Können Unterlegscheiben das selbstständige Lösen einer Schraubverbindung verhindern?

Melden

Die kurze Antwort lautet: Standard-Unterlegscheiben können das selbstständige Lösen einer Schraubverbindung nicht verhindern.

Es kommt jedoch sehr stark auf den Typ der Scheibe an. In der Technik unterscheidet man zwischen einfachen Unterlegscheiben, Federringen und echten Schraubensicherungen.

Hier ist die detaillierte Übersicht:

1. Normale Unterlegscheiben (z. B. DIN 125 / ISO 7089)

  • Funktion: Sie dienen dazu, die Kraft des Schraubenkopfes auf eine größere Fläche zu verteilen. Das schützt die Oberfläche des Werkstücks vor Beschädigungen (Eindrücken).
  • Sicherungswirkung: Keine. Im Gegenteil: Durch die zusätzliche Trennfuge kann sich die Setzgefahr (leichtes Nachgeben des Materials) erhöhen, was die Vorspannkraft verringert und das Lösen bei Vibrationen sogar begünstigen kann.

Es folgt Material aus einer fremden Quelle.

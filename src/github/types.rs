//! GitHub API response types.

use serde::Deserialize;

/// One entry of `GET /users/{account}/repos`.
#[derive(Deserialize, Debug, Clone, PartialEq)]
pub struct Repo {
    pub name: String,
    pub description: Option<String>,
    pub html_url: String,
    pub language: Option<String>,
    #[serde(default)]
    pub stargazers_count: u32,
    #[serde(default)]
    pub forks_count: u32,
    #[serde(default)]
    pub topics: Vec<String>,
}

/// One entry of `GET /repos/{account}/{repo}/commits`.
#[derive(Deserialize, Debug, Clone, PartialEq)]
pub struct Commit {
    pub sha: String,
    pub commit: CommitDetail,
    /// The GitHub user who authored the commit. Null when the commit
    /// author has no associated account.
    pub author: Option<CommitAuthor>,
}

#[derive(Deserialize, Debug, Clone, PartialEq)]
pub struct CommitDetail {
    pub message: String,
    pub author: Option<GitAuthor>,
}

/// Author identity recorded in the commit itself.
#[derive(Deserialize, Debug, Clone, PartialEq)]
pub struct GitAuthor {
    pub name: String,
    pub date: String,
}

#[derive(Deserialize, Debug, Clone, PartialEq)]
pub struct CommitAuthor {
    pub avatar_url: Option<String>,
}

2. Federringe und Federscheiben (z. B. DIN 127) – „Die veraltete Methode“

  • Funktion: Sie sollen durch ihre Federkraft eine axiale Kraft aufrechterhalten, wenn sich die Schraube leicht lockert.
  • Sicherungswirkung: Gering bis wirkungslos. Moderne Untersuchungen haben gezeigt, dass die Federkraft dieser Ringe viel zu gering ist, um bei hochfesten Schrauben (ab Festigkeitsklasse 8.8) ein Losdrehen zu verhindern. Viele dieser Normen wurden daher vom DIN (Deutsches Institut für Normung) zurückgezogen, da sie bei Vibrationen nicht zuverlässig funktionieren.

3. Zahnscheiben und Fächerscheiben (z. B. DIN 6797 / 6798)

  • Funktion: Die Zinken graben sich in den Schraubenkopf und das Werkstück ein (Formschluss).
  • Sicherungswirkung: Bedingt. Sie funktionieren nur bei weichen Oberflächen gut. Bei harten, vergüteten Stahloberflächen können sie sich nicht eingraben und verlieren ihre Wirkung. Zudem beschädigen sie die Oberfläche (Korrosionsgefahr!).

4. Keilsicherungsscheiben (z. B. Nord-Lock) – „Die wirksame Lösung“

  • Funktion: Dies sind Paare von Scheiben mit Keilflächen auf der Innenseite und Radialrippen auf der Außenseite.
  • Sicherungswirkung: Sehr hoch. Wenn sich die Schraube lösen will, müssen die Keilflächen übereinandergleiten. Da der Keilwinkel größer ist als die Gewindesteigung, erhöht sich dadurch die Vorspannkraft der Schraube selbst. Sie blockiert sich also physikalisch gegen das Losdrehen. Dies ist eine der sichersten Methoden gegen Vibrationen.

Warum lösen sich Schrauben überhaupt?

Schrauben halten durch Reibung im Gewinde und unter dem Kopf. Diese Reibung wird durch die Vorspannkraft (das Festziehen) erzeugt. Vibrationen oder Querbelastungen führen dazu, dass sich die Bauteile minimal gegeneinander verschieben. Dadurch wird die Reibung kurzzeitig aufgehoben, und die Schraube dreht sich durch die Steigung des Gewindes wie von selbst heraus.

Fazit: Was hilft wirklich?

Wenn Sie verhindern wollen, dass sich eine Schraube löst, haben Sie folgende Möglichkeiten:

  1. Keilsicherungsscheiben (Nord-Lock): Beste mechanische Lösung für Scheiben.
  2. Chemische Schraubensicherung (z. B. Loctite): Ein Klebstoff im Gewinde verhindert das Drehen zuverlässig.
  3. Selbstsichernde Muttern (Stoppmuttern): Mit Kunststoffring oder Klemmteil.
  4. Korrektes Anzugsmoment: Eine ausreichend fest angezogene Schraube (Dehnung) löst sich deutlich seltener als eine zu schwach angezogene.

Zusammenfassend: Normale Unterlegscheiben sind gut für den Oberflächenschutz, aber als Sicherung gegen Losdrehen ungeeignet.